AUSTIN, Texas (AP) — A federal judge has ordered that Texas abortion clinics may continue to perform abortions in some cases, either those using medication or those involving patients for whom delays would pose an essential ban.

The ruling came in a 16-page opinion filed Thursday by U.S. District Judge Lee Yeakel of Austin and appears to fly in the face of an appeals court ruling that upheld a ban imposed by Gov. Greg Abbott last month.

In an executive order, Abbott last month had banned all but essential medical procedures during the emergency caused by the coronavirus pandemic, and abortions were among the procedures banned. Yeakel had put the total ban on hold, but enforcement of the order was upheld by the 5th U.S. Circuit Court of Appeals.

Planned Parenthood and other clinics then asked Yeakel to allow abortions in some cases, including medication abortions and abortions in which a delay would push a pregnancy past the state’s legal cutoff of 22 weeks, making the procedure illegal.

Such a delay would constitute “an absolute ban on abortion,” which the U.S. Supreme Court has deemed unconstitutional, Yeakel concluded in his opinion.

Abbott’s original March 22 order was to expire April 21 but can be extended.
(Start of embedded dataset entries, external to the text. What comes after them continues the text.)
//! Core types, configuration, and error handling for the release picker.
//!
//! This crate provides the shared foundation used by the other crates:
//! - [`PickerError`] and [`LlmFailure`]: error taxonomy using `thiserror`
//! - [`PickerConfig`]: configuration loaded from the environment
//! - Shared types: [`Service`], [`ReleaseCandidate`], [`OverrideRequest`],
//!   [`Decision`], [`NotificationEvent`]

mod config;
mod error;
mod types;

pub use config::{
    ArrConfig, LlmConfig, NtfyConfig, PickerConfig, DEFAULT_LLM_TIMEOUT_SECS,
    DEFAULT_MAX_CONCURRENT_REQUESTS, DEFAULT_NTFY_TOPIC, DEFAULT_PROMPTS_DIR, DEFAULT_SKIP_TAG,
};
pub use error::{LlmFailure, PickerError};
pub use types::{
    Decision, NotificationEvent, NotificationKind, OverrideRequest, PassThroughCause,
    ReleaseCandidate, ReleaseSummary, Service,
};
Similar legal fights are being waged in Alabama, Ohio, Oklahoma and Iowa.

Texas Attorney General Ken Paxton lashed out against Yeakel’s latest order, saying it “defies” the appeals court ruling and “demonstrates a lack of respect for the rule of law.” He vowed, “We will once again ask the Fifth Circuit to uphold Governor Abbott’s decision to stop all elective medical procedures during the COVID-19 crisis.”

COVID-19 is the illness caused by the new coronavirus. For most people, the new coronavirus causes mild or moderate symptoms, such as fever and cough that clear up in two to three weeks. For some, especially older adults and people with existing health problems, it can cause more severe illness, including pneumonia.